Nguyen Tan Binh, head of the department of science, technology and environment under the Vietnam Electricity group (EVN), stated at a recent workshop in Hanoi that all the 12 coal-fueled power plants run by EVN were installed with advanced technologies that meet the requirements set for environmental protection.
Many projects such as Vinh Tan 4, extensions to Vinh Tan 4, and extensions to Duyen Hai 3 were developed using supercritical technology, thus reducing carbon emissions.
Regarding the use of excess cinder and ash, EVN proposed that excess ash could be used as a kind of ground enhancement material for expressways.
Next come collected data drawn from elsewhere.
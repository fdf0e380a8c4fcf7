//! Experiment drivers.
//!
//! [`ExperimentRunner`] wires one interactive episode together end to end:
//! config resolution, device selection, policy construction, environment
//! setup, the step loop and observer fan-out. [`compare`] evaluates a list
//! of policies over seeded episode batches against the reactive crowd.

use std::path::PathBuf;

use indicatif::{ProgressBar, ProgressStyle};
use tracing::{debug, info};

use crate::config::{EnvConfig, PolicyConfig, load_json, resolve_paths};
use crate::device::Device;
use crate::error::{Error, Result};
use crate::metrics::{EpisodeRecord, Summary, summarize};
use crate::observers::{Observer, Plotter, Video, notify};
use crate::policies::{InteractivePolicy, Policy, PolicyKind, PolicyRegistry};
use crate::simulation::{CrowdSim, Phase, Scenario, Status};

/// Step cap for interactive episodes, matching the default time budget of
/// one hundred quarter-second steps.
pub const DEFAULT_MAX_STEPS: u64 = 100;

/// Everything one interactive evaluation episode needs.
#[derive(Debug, Clone)]
pub struct RunOptions {
    pub env_config: PathBuf,
    pub policy_config: PathBuf,
    pub policy: String,
    pub model_dir: Option<PathBuf>,
    /// Load the imitation-learning checkpoint instead of the RL one.
    pub il: bool,
    pub gpu: bool,
    pub visualize: bool,
    pub phase: Phase,
    pub test_case: Option<u64>,
    pub square: bool,
    pub circle: bool,
    pub video_file: Option<PathBuf>,
    pub plot_file: Option<PathBuf>,
    /// Command script for the teleoperated human.
    pub teleop: Option<PathBuf>,
    pub max_steps: u64,
}

impl Default for RunOptions {
    fn default() -> Self {
        RunOptions {
            env_config: PathBuf::from("configs/env.json"),
            policy_config: PathBuf::from("configs/policy.json"),
            policy: "weaver".into(),
            model_dir: None,
            il: false,
            gpu: false,
            visualize: false,
            phase: Phase::Test,
            test_case: None,
            square: false,
            circle: false,
            video_file: None,
            plot_file: None,
            teleop: None,
            max_steps: DEFAULT_MAX_STEPS,
        }
    }
}

/// How an interactive episode ended.
#[derive(Debug, Clone, Copy, PartialEq)]
pub struct RunOutcome {
    /// Status of the last step taken; `None` when the tracked human began
    /// on its goal and the loop never ran.
    pub status: Option<Status>,
    pub global_time: f64,
    pub steps: u64,
}

pub struct ExperimentRunner {
    options: RunOptions,
}

impl ExperimentRunner {
    pub fn new(options: RunOptions) -> Self {
        ExperimentRunner { options }
    }

    /// Runs one episode against a single externally driven human.
    ///
    /// The loop keeps stepping until that human reaches its destination or
    /// the step cap trips, so the robot's own success, collision or timeout
    /// does not cut the interaction short.
    pub fn run(&self) -> Result<RunOutcome> {
        let options = &self.options;
        let kind: PolicyKind = options.policy.parse()?;
        if kind.trainable() && options.model_dir.is_none() {
            return Err(Error::MissingModelDir(kind));
        }

        let paths = resolve_paths(
            &options.env_config,
            &options.policy_config,
            options.model_dir.as_deref(),
            options.il,
        );
        let device = Device::pick(options.gpu);
        info!("Using device: {device}");

        let registry = PolicyRegistry::global();
        let mut robot_policy = registry
            .create(kind)
            .ok_or_else(|| Error::UnknownPolicy(options.policy.clone()))?;
        let policy_config: PolicyConfig = load_json(&paths.policy_config)?;
        robot_policy.configure(&policy_config)?;
        if robot_policy.trainable() {
            if let Some(weights) = &paths.weights {
                info!("Loading policy weights from {}", weights.display());
                robot_policy.load_weights(weights)?;
            }
        }

        let env_config: EnvConfig = load_json(&paths.env_config)?;
        let mut env = CrowdSim::new(env_config);
        // Interactive evaluation is one on one.
        env.set_human_count(1);

        let human_policy: Box<dyn Policy> = match &options.teleop {
            Some(script) => Box::new(InteractivePolicy::from_script(script)?),
            None => registry
                .create(PolicyKind::Interactive)
                .ok_or_else(|| Error::UnknownPolicy(PolicyKind::Interactive.name().into()))?,
        };
        env.human_mut(0).set_policy(human_policy);
        env.robot_mut().set_policy(robot_policy);

        if options.square {
            env.set_test_scenario(Scenario::SquareCrossing);
        }
        if options.circle {
            env.set_test_scenario(Scenario::CircleCrossing);
        }

        let view = env.view();
        if let Some(policy) = env.robot_mut().policy_mut() {
            policy.set_phase(options.phase);
            policy.set_device(device);
            policy.set_env(view);
            if let Some(safety) = policy.safety_space_mut() {
                *safety = 0.0;
                info!("Reactive safety space zeroed for the non-cooperative crowd");
            }
        }
        env.robot().log_summary();

        let mut observers: Vec<Box<dyn Observer>> = Vec::new();
        if let Some(path) = &options.plot_file {
            observers.push(Box::new(Plotter::new(path)));
        }
        if let Some(path) = &options.video_file {
            observers.push(Box::new(Video::new(path)));
        }

        let mut ob = env.reset(options.phase, options.test_case)?;
        env.set_interactive_human();

        let mut last_position = env.robot().position;
        let mut status: Option<Status> = None;
        let mut steps: u64 = 0;
        while !env.humans()[0].reached_destination() && steps < options.max_steps {
            let action = env.robot_mut().act(&ob);
            let result = env.step(action);
            ob = result.observation;
            status = Some(result.status);
            notify(&mut observers, &env.state())?;
            if options.visualize {
                env.render();
            }
            let position = env.robot().position;
            debug!(
                "Robot speed: {:.2} m/s",
                position.distance(last_position) / view.time_step
            );
            last_position = position;
            steps += 1;
        }

        for observer in observers.iter_mut() {
            observer.finalize()?;
        }

        match status {
            Some(status) => info!(
                "It takes {:.2} seconds to finish. Final status is {status}",
                env.global_time()
            ),
            None => info!("The tracked human started on its destination; no steps were taken"),
        }
        if env.robot().visible && status == Some(Status::ReachGoal) {
            let times = env.human_times();
            let average = times.iter().sum::<f64>() / times.len().max(1) as f64;
            info!("Average time for humans to reach goal: {average:.2}");
        }

        Ok(RunOutcome {
            status,
            global_time: env.global_time(),
            steps,
        })
    }
}

/// Batch evaluation settings.
#[derive(Debug, Clone)]
pub struct CompareOptions {
    pub env_config: PathBuf,
    pub policy_config: PathBuf,
    pub model_dir: Option<PathBuf>,
    pub il: bool,
    pub gpu: bool,
    pub policies: Vec<String>,
    pub episodes: u64,
    pub max_steps: u64,
}

impl Default for CompareOptions {
    fn default() -> Self {
        CompareOptions {
            env_config: PathBuf::from("configs/env.json"),
            policy_config: PathBuf::from("configs/policy.json"),
            model_dir: None,
            il: false,
            gpu: false,
            policies: vec!["linear".into(), "social_force".into()],
            episodes: 100,
            max_steps: DEFAULT_MAX_STEPS,
        }
    }
}

#[derive(Debug, Clone)]
pub struct CompareOutcome {
    pub records: Vec<EpisodeRecord>,
    pub summaries: Vec<Summary>,
}

/// Evaluates each policy over the same seeded test cases against the full
/// reactive crowd. Episodes here end at the robot's own terminal status,
/// which is what the aggregate rates are about.
pub fn compare(options: &CompareOptions) -> Result<CompareOutcome> {
    let device = Device::pick(options.gpu);
    info!("Using device: {device}");

    let mut records = Vec::new();
    let mut summaries = Vec::new();
    for name in &options.policies {
        let kind: PolicyKind = name.parse()?;
        if kind.trainable() && options.model_dir.is_none() {
            return Err(Error::MissingModelDir(kind));
        }
        let paths = resolve_paths(
            &options.env_config,
            &options.policy_config,
            options.model_dir.as_deref(),
            options.il,
        );
        let policy_config: PolicyConfig = load_json(&paths.policy_config)?;
        let env_config: EnvConfig = load_json(&paths.env_config)?;
        let time_limit = env_config.env.time_limit;

        let registry = PolicyRegistry::global();
        let mut robot_policy = registry
            .create(kind)
            .ok_or_else(|| Error::UnknownPolicy(name.clone()))?;
        robot_policy.configure(&policy_config)?;
        if robot_policy.trainable() {
            if let Some(weights) = &paths.weights {
                robot_policy.load_weights(weights)?;
            }
        }

        let mut env = CrowdSim::new(env_config);
        let view = env.view();
        robot_policy.set_phase(Phase::Test);
        robot_policy.set_device(device);
        robot_policy.set_env(view);
        env.robot_mut().set_policy(robot_policy);
        for index in 0..env.humans().len() {
            let mut crowd_policy = registry
                .create(PolicyKind::SocialForce)
                .ok_or_else(|| Error::UnknownPolicy(PolicyKind::SocialForce.name().into()))?;
            crowd_policy.configure(&policy_config)?;
            crowd_policy.set_env(view);
            env.human_mut(index).set_policy(crowd_policy);
        }

        info!("Evaluating {kind} over {} episodes", options.episodes);
        let pb = ProgressBar::new(options.episodes);
        let style = ProgressStyle::default_bar()
            .template("[{elapsed_precise}] {bar:40.cyan/blue} {pos}/{len} {msg}")
            .unwrap_or_else(|_| ProgressStyle::default_bar());
        pb.set_style(style.progress_chars("█▓░"));

        let mut policy_records = Vec::with_capacity(options.episodes as usize);
        for case in 0..options.episodes {
            let mut ob = env.reset(Phase::Test, Some(case))?;
            let mut cumulative_reward = 0.0;
            let mut steps: u64 = 0;
            let status = loop {
                let action = env.robot_mut().act(&ob);
                let result = env.step(action);
                ob = result.observation;
                cumulative_reward += result.reward;
                steps += 1;
                if result.done || steps >= options.max_steps {
                    break result.status;
                }
            };
            policy_records.push(EpisodeRecord {
                policy: name.clone(),
                case_id: case,
                status: status.to_string(),
                nav_time: env.global_time(),
                steps,
                cumulative_reward,
                min_separation: env.min_separation(),
            });
            pb.inc(1);
        }
        pb.finish_with_message(format!("{kind} done"));

        let summary = summarize(name, time_limit, &policy_records);
        info!(
            "{}: success {:.0}%, collision {:.0}%, timeout {:.0}%, avg nav time {:.2}s",
            summary.policy,
            summary.success_rate * 100.0,
            summary.collision_rate * 100.0,
            summary.timeout_rate * 100.0,
            summary.avg_nav_time
        );
        summaries.push(summary);
        records.extend(policy_records);
    }

    Ok(CompareOutcome { records, summaries })
}

#[cfg(test)]
mod tests {
    use super::*;

    #[test]
    fn trainable_policies_demand_a_model_dir_before_anything_else() {
        // Config paths that do not exist: the precondition must fire before
        // any file is touched.
        let options = RunOptions {
            env_config: PathBuf::from("/nonexistent/env.json"),
            policy_config: PathBuf::from("/nonexistent/policy.json"),
            policy: "sarl".into(),
            ..RunOptions::default()
        };
        let err = ExperimentRunner::new(options).run().unwrap_err();
        assert!(matches!(err, Error::MissingModelDir(PolicyKind::Sarl)));
    }

    #[test]
    fn unknown_policy_names_fail_fast() {
        let options = RunOptions {
            policy: "teleport".into(),
            ..RunOptions::default()
        };
        let err = ExperimentRunner::new(options).run().unwrap_err();
        assert!(matches!(err, Error::UnknownPolicy(name) if name == "teleport"));
    }

    #[test]
    fn compare_applies_the_same_precondition() {
        let options = CompareOptions {
            policies: vec!["cadrl".into()],
            ..CompareOptions::default()
        };
        let err = compare(&options).unwrap_err();
        assert!(matches!(err, Error::MissingModelDir(PolicyKind::Cadrl)));
    }
}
This is a feasible method as it helps to consume large volumes of ash and bring about economic benefits, Binh said.
A cutting-edge solution
Under the revised Power Development Plan VII, Vietnam plans to build more than 70 coal - fired power plants with a combined capacity accounting for 49.3% of the country’s total electricity output by 2020, 55% by 2025, and 53.2% by 2030 respectively.
Thus, coal-fired power generation still plays a very significant role in ensuring the future of the country’s national energy security, especially in the wake of the National Assembly approving the deferral of nuclear power plants in the central coastal province of Ninh Thuan, said Cao Quoc Hung, Deputy Minister of Industry and Trade.
Coal-fueled power expansion comes up along with many controversies about their environmental impacts. Hence, the future development of coal-fired power can be increased, working in tandem with the application of ultra-supercritical (USC) power generation technology.
USC technology could be seen as a solution to reducing the environmental impact of coal-fueled power production.
|Bae Yong Jin, assistant vice president of the Korea Electric Power Corporation (KEPCO) and head of the KEPCO thermal power development team
Bae Yong Jin, assistant vice president of the Korea Electric Power Corporation (KEPCO) and head of the KEPCO thermal power development team, underpinned USC as a clean-coal technology. He added that it helps in raising the efficiency of thermal power plants and reducing their carbon dioxide emissions compared to subcritical and supercritical ones.
Jin noted the capacity density of coal - fired power plants in South Korea is almost over 10 times that of Vietnam’s, adding that South Korea and Japan have gained success in applying cutting-edge technologies when expanding their coal-fired power capacity. Therefore both countries are able to abide by the strict emission standards set for coal-fired power generation, which are higher than those set in Europe.
Vu The Uy, from the Institute of Energy, suggested that more attention should be paid to selecting reliable contractors, installing coal-fired power plants with state-of-the-art equipment and technologies imported from developed countries.
Uy believes they are the best way to avoid doubts in the efficiency of coal-fueled power stations and their harmful effect to public health.